Indeed, most VC firms these days have an entrepreneur-in-residence or six on the payroll in hopes that they'll get a first look at these folks' next creations. And occasionally, traditional firms have founded companies internally. Charles River Ventures did it in 2000 with Chelmsford wireless gear maker WaterCove Networks. That same year, Prism Venture Partners founded Beverly-based Insulet Corp., which is making disposable insulin delivery systems for diabetics.

So don't confuse Flagship with the much hyped Internet incubators of the boom era. Unlike IdeaLab or the earlier incarnation of the Cambridge Incubator, Flagship doesn't offer services and space in exchange for equity. Instead, two teams of 12 people investigate areas of opportunity in life sciences and IT around predetermined themes. Sometimes there's an outside entrepreneur involved, sometimes there's an intriguing technology, other times just a perceived market need with no one filling it. When they find one that looks promising, they raise it to the "project" level - Flagship allocates some capital and team members take a closer look at the market and applicable technologies.

"In the last three years, about one-third of the projects were discontinued before we went out to get money for them," Afeyan said. "These are things we allocated some capital to. Dozens more were just an idea and never went much further."

Two projects have recently emerged as independent companies. IntelliVid Corp. raised $5.5 million from Flagship and two Bay State firms - Egan Managed Capital and DFJ New England - while Genstruct Inc. banked $6.5 million from both Flagship and North Carolina-based A.M. Pappas and Associates.

IntelliVid (which, despite a press release announcing its funding, remains media-shy) is developing technologies to aid in monitoring, searching and analyzing video feeds from closed-circuit television systems.

Genstruct, on the other hand, is using computer models to decipher how drugs, disease and biological systems interact, with an eye toward designing better clinical trials for speedier approval from the Food and Drug Administration.

In addition to the six internally generated companies that have received funding from outside firms, Flagship has acted as the sole backer for two others: EngeneOS, a Waltham-based biomolecular engineering firm, and Affinnova, a Cambridge-based software company that applies an evolutionary genetic model to the aesthetics of consumer products design.
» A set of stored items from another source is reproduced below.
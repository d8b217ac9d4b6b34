use std::future::Future;

use crate::domain::{
    common::entities::app_errors::CoreError,
    vet::{
        entities::VetClinic,
        value_objects::{VetSearchInput, VetSearchQuery},
    },
};

/// Directory of places that can be searched for veterinary clinics.
#[cfg_attr(test, mockall::automock)]
pub trait PlacesClient: Send + Sync {
    fn search_veterinarians(
        &self,
        query: &VetSearchQuery,
    ) -> impl Future<Output = Result<Vec<VetClinic>, CoreError>> + Send;
}

pub trait VetService: Send + Sync {
    /// An empty list means the search worked and found nothing.
    fn find_vets(
        &self,
        input: VetSearchInput,
    ) -> impl Future<Output = Result<Vec<VetClinic>, CoreError>> + Send;
}
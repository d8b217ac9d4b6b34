use serde::Serialize;
use utoipa::ToSchema;

#[derive(Debug, Clone, PartialEq, Eq, Serialize, ToSchema)]
pub struct StorageHealthStatus {
    pub status: String,
    pub backend: String,
    pub response_time_ms: u64,
    pub error: Option<String>,
}
use crate::domain::{breed::BreedCatalog, ration::errors::RationError};

/// Upper age bound (inclusive, in months) and grams of food per kilogram of body
/// weight for each growth bracket. Ages above the last bound use `ADULT_GRAMS_PER_KG`.
const GROWTH_BRACKETS: [(f64, f64); 3] = [(2.0, 20.0), (6.0, 25.0), (12.0, 22.0)];
const ADULT_GRAMS_PER_KG: f64 = 15.0;

/// Practical upper bound enforced by request validation, not by the calculator.
pub const MAX_AGE_IN_MONTHS: f64 = 240.0;

pub fn validate_age(age_in_months: f64) -> Result<(), RationError> {
    if !age_in_months.is_finite() || age_in_months <= 0.0 {
        return Err(RationError::InvalidAge(age_in_months));
    }
    Ok(())
}

pub fn grams_per_kg(age_in_months: f64) -> Result<f64, RationError> {
    validate_age(age_in_months)?;

    let multiplier = GROWTH_BRACKETS
        .iter()
        .find(|(upper, _)| age_in_months <= *upper)
        .map(|(_, grams)| *grams)
        .unwrap_or(ADULT_GRAMS_PER_KG);

    Ok(multiplier)
}

/// Daily ration in grams for a breed's average adult weight.
pub fn calculate_daily_ration(
    catalog: &BreedCatalog,
    breed_id: &str,
    age_in_months: f64,
) -> Result<f64, RationError> {
    let multiplier = grams_per_kg(age_in_months)?;
    let weight_kg = catalog
        .lookup_weight(breed_id)
        .ok_or_else(|| RationError::UnknownBreed(breed_id.to_string()))?;

    Ok(weight_kg * multiplier)
}

/// Daily ration in grams for a measured body weight.
pub fn calculate_daily_ration_for_weight(
    weight_kg: f64,
    age_in_months: f64,
) -> Result<f64, RationError> {
    let multiplier = grams_per_kg(age_in_months)?;
    if !weight_kg.is_finite() || weight_kg <= 0.0 {
        return Err(RationError::InvalidWeight(weight_kg));
    }

    Ok(weight_kg * multiplier)
}

#[cfg(test)]
mod tests {
    use super::*;
    use crate::domain::breed::BreedRecord;

    fn catalog() -> BreedCatalog {
        BreedCatalog::new(vec![
            BreedRecord::new("labrador", "Labrador Retriever", 30.0),
            BreedRecord::new("chihuahua", "Chihuahua", 2.0),
            BreedRecord::new("poodle", "Poodle", 10.0),
            BreedRecord::new("golden", "Golden Retriever", 32.0),
        ])
        .unwrap()
    }

    #[test]
    fn test_labrador_four_months() {
        assert_eq!(calculate_daily_ration(&catalog(), "labrador", 4.0), Ok(750.0));
    }

    #[test]
    fn test_labrador_adult() {
        assert_eq!(calculate_daily_ration(&catalog(), "labrador", 14.0), Ok(450.0));
    }

    #[test]
    fn test_chihuahua_one_month() {
        assert_eq!(calculate_daily_ration(&catalog(), "chihuahua", 1.0), Ok(40.0));
    }

    #[test]
    fn test_poodle_twelve_months_uses_junior_bracket() {
        assert_eq!(calculate_daily_ration(&catalog(), "poodle", 12.0), Ok(220.0));
    }

    #[test]
    fn test_unknown_breed() {
        assert_eq!(
            calculate_daily_ration(&catalog(), "unknown_breed_xyz", 5.0),
            Err(RationError::UnknownBreed("unknown_breed_xyz".to_string()))
        );
    }

    #[test]
    fn test_zero_age_is_rejected() {
        assert_eq!(
            calculate_daily_ration(&catalog(), "golden", 0.0),
            Err(RationError::InvalidAge(0.0))
        );
    }

    #[test]
    fn test_invalid_ages() {
        for age in [-1.0, f64::NAN, f64::INFINITY, f64::NEG_INFINITY] {
            assert!(matches!(
                calculate_daily_ration(&catalog(), "golden", age),
                Err(RationError::InvalidAge(_))
            ));
        }
    }

    #[test]
    fn test_bracket_edges_are_inclusive_upper() {
        assert_eq!(grams_per_kg(2.0), Ok(20.0));
        assert_eq!(grams_per_kg(6.0), Ok(25.0));
        assert_eq!(grams_per_kg(12.0), Ok(22.0));
        assert_eq!(grams_per_kg(2.01), Ok(25.0));
        assert_eq!(grams_per_kg(6.5), Ok(22.0));
        assert_eq!(grams_per_kg(12.5), Ok(15.0));
        assert_eq!(grams_per_kg(0.1), Ok(20.0));
        assert_eq!(grams_per_kg(MAX_AGE_IN_MONTHS), Ok(15.0));
    }

    #[test]
    fn test_every_positive_age_maps_to_a_multiplier() {
        let mut age = 0.25;
        while age <= MAX_AGE_IN_MONTHS {
            let multiplier = grams_per_kg(age).unwrap();
            assert!([20.0, 25.0, 22.0, 15.0].contains(&multiplier));
            age += 0.25;
        }
    }

    #[test]
    fn test_growth_to_adult_decreases_per_kg() {
        let catalog = catalog();
        for breed in ["labrador", "chihuahua", "poodle", "golden"] {
            let growth = calculate_daily_ration(&catalog, breed, 4.0).unwrap();
            let adult = calculate_daily_ration(&catalog, breed, 24.0).unwrap();
            assert!(growth > adult);
        }
    }

    #[test]
    fn test_measured_weight() {
        assert_eq!(calculate_daily_ration_for_weight(12.5, 3.0), Ok(312.5));
        assert_eq!(
            calculate_daily_ration_for_weight(0.0, 3.0),
            Err(RationError::InvalidWeight(0.0))
        );
        assert_eq!(
            calculate_daily_ration_for_weight(10.0, -2.0),
            Err(RationError::InvalidAge(-2.0))
        );
    }
}
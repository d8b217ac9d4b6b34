use thiserror::Error;

#[derive(Debug, Clone, PartialEq, Error)]
pub enum FeedingPlanError {
    #[error("Invalid feeding plan input: {0}")]
    InvalidInput(String),
}
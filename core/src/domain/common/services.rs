use std::sync::Arc;

use tokio::sync::Mutex;

use crate::domain::{
    breed::BreedCatalog, health::ports::HealthCheckRepository, llm::ports::LLMClient,
    pet::{ports::KeyValueStore, store::PetStore}, vet::ports::PlacesClient,
};

/// Application service. Every domain service trait is implemented on this type,
/// parameterized by the adapters it talks to.
pub struct Service<KV, LLM, PL, HC>
where
    KV: KeyValueStore,
    LLM: LLMClient,
    PL: PlacesClient,
    HC: HealthCheckRepository,
{
    pub(crate) breed_catalog: Arc<BreedCatalog>,
    pub(crate) pet_store: PetStore<KV>,
    pub(crate) llm_client: Arc<LLM>,
    pub(crate) places_client: Arc<PL>,
    pub(crate) health_check_repository: Arc<HC>,
    pub(crate) pet_write_lock: Arc<Mutex<()>>,
}

impl<KV, LLM, PL, HC> Service<KV, LLM, PL, HC>
where
    KV: KeyValueStore,
    LLM: LLMClient,
    PL: PlacesClient,
    HC: HealthCheckRepository,
{
    pub fn new(
        breed_catalog: BreedCatalog,
        key_value_store: KV,
        llm_client: LLM,
        places_client: PL,
        health_check_repository: HC,
    ) -> Self {
        Self {
            breed_catalog: Arc::new(breed_catalog),
            pet_store: PetStore::new(Arc::new(key_value_store)),
            llm_client: Arc::new(llm_client),
            places_client: Arc::new(places_client),
            health_check_repository: Arc::new(health_check_repository),
            pet_write_lock: Arc::new(Mutex::new(())),
        }
    }

    pub fn breed_catalog(&self) -> &BreedCatalog {
        &self.breed_catalog
    }
}

impl<KV, LLM, PL, HC> Clone for Service<KV, LLM, PL, HC>
where
    KV: KeyValueStore,
    LLM: LLMClient,
    PL: PlacesClient,
    HC: HealthCheckRepository,
{
    fn clone(&self) -> Self {
        Self {
            breed_catalog: Arc::clone(&self.breed_catalog),
            pet_store: self.pet_store.clone(),
            llm_client: Arc::clone(&self.llm_client),
            places_client: Arc::clone(&self.places_client),
            health_check_repository: Arc::clone(&self.health_check_repository),
            pet_write_lock: Arc::clone(&self.pet_write_lock),
        }
    }
}
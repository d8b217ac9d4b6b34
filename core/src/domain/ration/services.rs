use tracing::{debug, instrument};

use crate::domain::{
    common::{entities::app_errors::CoreError, services::Service},
    health::ports::HealthCheckRepository,
    llm::ports::LLMClient,
    pet::ports::KeyValueStore,
    ration::{
        calculator::{calculate_daily_ration, calculate_daily_ration_for_weight, grams_per_kg},
        entities::{LifeStage, RationResult, WeightSource},
        ports::RationService,
        value_objects::CalculateRationInput,
    },
    vet::ports::PlacesClient,
};

impl<KV, LLM, PL, HC> RationService for Service<KV, LLM, PL, HC>
where
    KV: KeyValueStore,
    LLM: LLMClient,
    PL: PlacesClient,
    HC: HealthCheckRepository,
{
    #[instrument(skip(self), fields(breed = %input.breed))]
    async fn calculate_ration(
        &self,
        input: CalculateRationInput,
    ) -> Result<RationResult, CoreError> {
        let multiplier = grams_per_kg(input.age_in_months)?;

        let breed = self
            .breed_catalog
            .resolve(&input.breed)
            .ok_or_else(|| CoreError::UnknownBreed(input.breed.clone()))?;

        // An explicit weight wins over the pet's latest recorded weight.
        let measured_weight = match (input.weight_kg, input.pet) {
            (Some(weight_kg), _) => Some(weight_kg),
            (None, Some(pet)) => self
                .pet_store
                .find(&pet.owner, pet.pet_id)
                .await?
                .ok_or(CoreError::NotFound)?
                .latest_weight(),
            (None, None) => None,
        };

        let (daily_grams, weight_kg, weight_source) = match measured_weight {
            Some(weight_kg) => (
                calculate_daily_ration_for_weight(weight_kg, input.age_in_months)?,
                weight_kg,
                WeightSource::Measured,
            ),
            None => (
                calculate_daily_ration(&self.breed_catalog, &breed.id, input.age_in_months)?,
                breed.average_weight_kg,
                WeightSource::BreedAverage,
            ),
        };

        debug!(
            "Ration for {} at {} months: {} g/day ({:?})",
            breed.id, input.age_in_months, daily_grams, weight_source
        );

        let life_stage = LifeStage::from_age(input.age_in_months);

        Ok(RationResult {
            daily_grams,
            breed_id: breed.id.clone(),
            age_in_months: input.age_in_months,
            weight_kg,
            weight_source,
            grams_per_kg: multiplier,
            life_stage,
            life_stage_tip: life_stage.tip().to_string(),
        })
    }
}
How well are these internally generated companies doing? Hard to say.
Affinnova, for example, has won some large customers, including Proctor & Gamble Co., PepsiCo Inc. and Kraft Foods Inc. On the other hand, Flagship's InfiniBand hardware startup, Marlborough-based InfiniSwitch Corp., merged earlier this year with a Texas InfiniBand software maker called Lane 15 to form a new company, Fabric Networks.

According to published reports, Fabric Networks has ceased operations and is looking for a buyer. Afeyan said that's not entirely correct. "I think it's more accurate to say that we've reduced operations to a core group of people and are looking at some alternate strategies," Afeyan said. "Looking for a buyer is one of them, but with the financing we raised, we can look at the whole fabric computing space, (technologies) such as Ethernet."

Afeyan doesn't expect that all of Flagship's internal startups will succeed.
"If we do our job right, they'll look no worse, but no better than any other company we may have invested in," Afeyan said.

And Flagship isn't putting all its eggs in the internal venture creation basket. The three funds under the Flagship umbrella manage $400 million and have invested in about 40 companies; less than a quarter of these ventures were generated internally.

"You want to take this kind of primary risk only if there isn't a company to invest in," Afeyan said. "It's always easier to invest in an existing company than to create it yourself."